Après avoir comparé à un oignon le bâtiment signé Norman Foster, l'élu conservateur s'est engagé à faire de la sécurité sa priorité et a appelé ses nouveaux employés à l'unité.
" Je veux m'appuyer sur les réussites de l'équipe précédente et je veux que nous mettions tous de côté les rancoeurs personnelles et idéologiques.
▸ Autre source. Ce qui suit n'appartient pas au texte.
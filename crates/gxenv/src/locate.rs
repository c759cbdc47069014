// Copyright (c) Contributors to the gxenv project.
// SPDX-License-Identifier: Apache-2.0

//! Executable lookup restricted to an env's bin directory.

use std::path::PathBuf;

use crate::environment::env_path;
use crate::{BIN_DIR, Config};

#[cfg(test)]
#[path = "./locate_test.rs"]
mod locate_test;

/// Find `executable_name` in the named env's bin directory.
///
/// Only the env's bin directory is searched, never the inherited `PATH`.
/// The platform rules for executables apply (execute permission on unix,
/// `PATHEXT` suffixes on windows). The returned path is not canonicalized,
/// so a symlinked interpreter is reported at its location inside the env.
///
/// Returns `None` when nothing matches, including when the env or its bin
/// directory does not exist. Callers needing the env to exist should run
/// [`crate::check_env_exists`] first.
pub fn which(config: &Config, env_name: &str, executable_name: &str) -> Option<PathBuf> {
    let bin_dir = env_path(config, env_name, &[BIN_DIR]);
    tracing::debug!("finding {executable_name:?} in env {env_name:?}");

    let found = match which::which_in(executable_name, Some(&bin_dir), &bin_dir) {
        Ok(path) => Some(path),
        Err(err) => {
            tracing::trace!("lookup in {bin_dir:?} failed: {err}");
            None
        }
    };

    tracing::debug!("{executable_name:?} was found in env {env_name:?} at {found:?}");
    found
}
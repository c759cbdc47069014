// Copyright (c) Contributors to the gxenv project.
// SPDX-License-Identifier: Apache-2.0

//! Listing the entries under the base directory.

use std::path::{Path, PathBuf};

use crate::Config;

#[cfg(test)]
#[path = "./list_test.rs"]
mod list_test;

/// List every entry directly under the base directory.
///
/// This is a `<env_base>/*` glob: entries are not validated as envs, so a
/// stray file shows up too. Hidden entries are skipped, and entries that
/// cannot be read while matching are logged and left out.
pub fn list_envs(config: &Config) -> crate::Result<Vec<PathBuf>> {
    let escaped_base = glob::Pattern::escape(&config.env_base.to_string_lossy());
    let query = Path::new(&escaped_base).join("*");
    tracing::debug!(
        "finding envs in {:?} by glob, query = {query:?}",
        config.env_base
    );

    let options = glob::MatchOptions {
        require_literal_leading_dot: true,
        ..glob::MatchOptions::new()
    };

    let mut envs = Vec::new();
    for entry in glob::glob_with(&query.to_string_lossy(), options)? {
        match entry {
            Ok(path) => envs.push(path),
            Err(err) => tracing::warn!("skipping unreadable entry: {err}"),
        }
    }

    Ok(envs)
}
// Copyright (c) Contributors to the gxenv project.
// SPDX-License-Identifier: Apache-2.0

use rstest::{fixture, rstest};
use tempfile::TempDir;

use super::*;
use crate::test_utils::{FAKE_EXECUTABLES, FailingCreator, FakeCreator, venv_python};
use crate::{BIN_DIR, check_env_exists, which};

#[fixture]
fn base() -> TempDir {
    TempDir::new().unwrap()
}

#[rstest]
fn test_create_then_exists(base: TempDir) {
    let config = Config::new(base.path());

    assert!(check_env_exists(&config, "testenv").is_err());
    create_env(&config, "testenv", &FakeCreator).expect("Should create env");
    check_env_exists(&config, "testenv").expect("Created env should exist");

    for name in FAKE_EXECUTABLES {
        assert!(base.path().join("testenv").join(BIN_DIR).join(name).is_file());
    }
}

#[rstest]
fn test_create_failure_is_wrapped(base: TempDir) {
    let config = Config::new(base.path());

    let err = create_env(&config, "testenv", &FailingCreator).unwrap_err();
    assert_eq!(err.exit_code(), 5);
    match err {
        crate::Error::CreateFailed { env, path, .. } => {
            assert_eq!(env, "testenv");
            assert_eq!(path, base.path().join("testenv"));
        }
        other => panic!("Expected CreateFailed, got: {:?}", other),
    }
}

#[rstest]
fn test_venv_command_arguments(base: TempDir) {
    let creator = VenvCreator {
        python: Some(PathBuf::from("/opt/python/bin/python3")),
    };
    let target = base.path().join("testenv");

    let cmd = creator.command(&target).unwrap();
    assert_eq!(cmd.get_program(), "/opt/python/bin/python3");

    let args: Vec<_> = cmd.get_args().collect();
    assert_eq!(args[0], "-m");
    assert_eq!(args[1], "venv");
    assert_eq!(args.last().copied(), Some(target.as_os_str()));
    // site packages stay isolated and an existing env is never cleared
    assert!(!args.iter().any(|a| *a == "--system-site-packages"));
    assert!(!args.iter().any(|a| *a == "--clear"));
    assert!(!args.iter().any(|a| *a == "--without-pip"));
    #[cfg(unix)]
    assert!(args.iter().any(|a| *a == "--symlinks"));
}

#[rstest]
fn test_from_config_uses_configured_python() {
    let mut config = Config::new("/srv/envs");
    config.python = Some(PathBuf::from("/usr/bin/python3.11"));

    let creator = VenvCreator::from_config(&config);
    assert_eq!(creator.python, config.python);
}

#[cfg(unix)]
#[rstest]
fn test_real_venv_layout(base: TempDir) {
    let Some(python) = venv_python() else {
        eprintln!("skipping: no python able to create venvs");
        return;
    };
    let config = Config::new(base.path());
    let creator = VenvCreator {
        python: Some(python),
    };

    if let Err(err) = create_env(&config, "testenv", &creator) {
        eprintln!("skipping: venv creation is unavailable here: {err:?}");
        return;
    }

    for executable in ["python", "python3", "pip", "pip3"] {
        let found = which(&config, "testenv", executable);
        assert!(found.is_some(), "executable `{executable}` was not found");
    }

    let pip_found = which(&config, "testenv", "pip").unwrap();
    let pip_ideal = crate::env_path(&config, "testenv", &[BIN_DIR, "pip"]);
    assert_eq!(pip_found, pip_ideal);

    let out_found = std::process::Command::new(&pip_found)
        .arg("-V")
        .output()
        .unwrap();
    let out_ideal = std::process::Command::new(&pip_ideal)
        .arg("-V")
        .output()
        .unwrap();
    assert_eq!(out_found.stdout, out_ideal.stdout);
}
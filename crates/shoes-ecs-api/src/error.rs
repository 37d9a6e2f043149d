use thiserror::Error;
use tonic::{Status, metadata::MetadataValue};

use shoes_ecs_core::error::LaunchError;

/// Response metadata key carrying the [`LaunchError::kind`] of a failed call.
pub const ERROR_KIND_METADATA: &str = "x-shoes-error-kind";

#[derive(Debug, Error)]
pub enum ApiError {
    #[error("failed to run task: {0}")]
    Launch(#[from] LaunchError),
}

impl ApiError {
    /// Fine-grained failure kind, preserved even though the status code is coarse.
    pub fn kind(&self) -> &'static str {
        match self {
            ApiError::Launch(e) => e.kind(),
        }
    }
}

/// Every launch failure is `INTERNAL` to the host, except a caller-side cancel.
/// The precise kind travels in the [`ERROR_KIND_METADATA`] entry.
impl From<ApiError> for Status {
    fn from(err: ApiError) -> Self {
        let kind = err.kind();
        let mut status = match &err {
            ApiError::Launch(LaunchError::Canceled { .. }) => Status::cancelled(err.to_string()),
            ApiError::Launch(_) => Status::internal(err.to_string()),
        };
        status
            .metadata_mut()
            .insert(ERROR_KIND_METADATA, MetadataValue::from_static(kind));
        status
    }
}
Mettez les de côté, mettons les tous de côté et travaillons ensemble," a-t-il déclaré, non sans bafouillé.
La victoire de Boris Johnson à Londres est emblématique du ras de marée du parti conservateur de David Cameron aux élections locales en Angleterre et au Pays de Galles.
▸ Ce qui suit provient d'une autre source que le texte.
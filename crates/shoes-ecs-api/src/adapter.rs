use std::sync::Arc;

use async_trait::async_trait;
use tokio_util::sync::CancellationToken;
use tracing::{debug, error, info};

use shoes_ecs_core::{ecs::EcsConnector, launcher::TaskLauncher};
use shoes_ecs_model::{AddInstance, AppConfig, Instance, TaskArn, flatten_script};

use crate::error::ApiError;
use crate::handler::ShoesHandler;

/// [`ShoesHandler`] that runs every runner as a one-off ECS task.
///
/// The configuration is loaded once at startup and shared read-only;
/// the launcher builds a fresh client per call.
pub struct EcsTaskAdapter<C> {
    config: Arc<AppConfig>,
    launcher: TaskLauncher<C>,
}

impl<C> EcsTaskAdapter<C>
where
    C: EcsConnector,
{
    pub fn new(config: Arc<AppConfig>, launcher: TaskLauncher<C>) -> Self {
        Self { config, launcher }
    }
}

#[async_trait]
impl<C> ShoesHandler for EcsTaskAdapter<C>
where
    C: EcsConnector,
{
    async fn add_instance(
        &self,
        req: AddInstance,
        cancel: &CancellationToken,
    ) -> Result<Instance, ApiError> {
        let command = flatten_script(&req.setup_script);

        let task_arn = self
            .launcher
            .launch(&self.config, &command, cancel)
            .await
            .map_err(|e| {
                error!(runner = %req.runner_name, kind = e.kind(), error = %e, "add instance failed");
                ApiError::from(e)
            })?;

        info!(runner = %req.runner_name, task_arn = %task_arn, "instance added");
        Ok(Instance::launched(task_arn, req.resource_type))
    }

    /// Tasks stop on their own once the runner exits; nothing to do remotely.
    async fn delete_instance(&self, cloud_id: &TaskArn) -> Result<(), ApiError> {
        debug!(cloud_id = %cloud_id, "delete is a no-op for ECS tasks");
        Ok(())
    }
}
use std::str::FromStr;

use serde::{Deserialize, Serialize};
use tracing_subscriber::EnvFilter;

use crate::logger::LoggerError;

/// Validated `EnvFilter` expression such as `"info"` or `"shoes_ecs_core=debug,info"`.
///
/// The raw string is kept so the value can be serialized back unchanged;
/// validation happens once, on construction.
#[derive(Debug, Clone, Serialize, Deserialize)]
#[serde(try_from = "String")]
#[serde(into = "String")]
pub struct LoggerLevel(String);

impl LoggerLevel {
    /// Creates a new `LoggerLevel`, validating the filter expression.
    ///
    /// # Examples
    /// ```
    /// use shoes_ecs_observe::LoggerLevel;
    ///
    /// let lvl = LoggerLevel::new("debug").unwrap();
    /// assert_eq!(lvl.as_str(), "debug");
    /// ```
    pub fn new(s: impl Into<String>) -> Result<Self, LoggerError> {
        Self::try_from(s.into())
    }

    #[inline]
    pub fn as_str(&self) -> &str {
        &self.0
    }

    /// Builds the `EnvFilter` described by this level.
    pub fn to_env_filter(&self) -> EnvFilter {
        // Validated in `try_from`; the fallback only guards against parser drift.
        EnvFilter::try_new(self.as_str()).unwrap_or_else(|_| EnvFilter::new("info"))
    }
}

impl Default for LoggerLevel {
    fn default() -> Self {
        Self("info".to_string())
    }
}

impl FromStr for LoggerLevel {
    type Err = LoggerError;
    fn from_str(s: &str) -> Result<Self, Self::Err> {
        Self::try_from(s.to_owned())
    }
}

impl TryFrom<String> for LoggerLevel {
    type Error = LoggerError;
    fn try_from(s: String) -> Result<Self, Self::Error> {
        match EnvFilter::try_new(&s) {
            Ok(_) => Ok(LoggerLevel(s)),
            Err(e) => Err(LoggerError::InvalidLevel(format!("{}: {}", s, e))),
        }
    }
}

impl From<LoggerLevel> for String {
    fn from(l: LoggerLevel) -> Self {
        l.0
    }
}
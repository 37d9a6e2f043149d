use serde::{Deserialize, Serialize};

use crate::logger::{
    error::LoggerResult,
    object::{LoggerFormat, LoggerLevel},
};

/// Optional environment key holding the log filter expression.
pub const ENV_LOG_LEVEL: &str = "ECS_TASK_LOG_LEVEL";

/// Optional environment key selecting `text` or `json` output.
pub const ENV_LOG_FORMAT: &str = "ECS_TASK_LOG_FORMAT";

/// Logger configuration.
#[derive(Debug, Clone, Serialize, Deserialize)]
#[serde(default)]
pub struct LoggerConfig {
    /// Output format.
    pub format: LoggerFormat,
    /// Log level filter expression (e.g., "info", "shoes_ecs_core=debug,info").
    pub level: LoggerLevel,
    /// Whether to include module/target names in log output.
    pub with_targets: bool,
    /// Whether to use ANSI colors in text output.
    pub use_color: bool,
}

impl Default for LoggerConfig {
    fn default() -> Self {
        Self {
            format: LoggerFormat::default(),
            level: LoggerLevel::default(),
            with_targets: true,
            use_color: false,
        }
    }
}

impl LoggerConfig {
    /// Build a configuration from a key-value source.
    ///
    /// Unset or empty keys keep their defaults; present but invalid values are errors.
    pub fn from_lookup<F>(lookup: F) -> LoggerResult<Self>
    where
        F: Fn(&str) -> Option<String>,
    {
        let mut cfg = Self::default();
        if let Some(level) = lookup(ENV_LOG_LEVEL).filter(|v| !v.is_empty()) {
            cfg.level = level.parse()?;
        }
        if let Some(format) = lookup(ENV_LOG_FORMAT).filter(|v| !v.is_empty()) {
            cfg.format = format.parse()?;
        }
        Ok(cfg)
    }

    /// Build a configuration from the process environment.
    pub fn from_env() -> LoggerResult<Self> {
        Self::from_lookup(|key| std::env::var(key).ok())
    }
}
Le chef des Tories jubile depuis hier soir : si son parti réitère la performance dans deux ans aux législatives, il a la garantie de devenir premier ministre.
Tout dépend à présent de la performance de Boris Johnson à la tête de la capitale britannique.
Dans le camp travailliste, cette déroute électorale constitue un revers personnel cuisant pour Gordon Brown, premier ministre depuis moins d'un an.
Crise économique, gaffes administratives et mesures fiscales impopulaires, le Labour promet de faire l'autopsie de cette défaite et d'en tirer les leçons.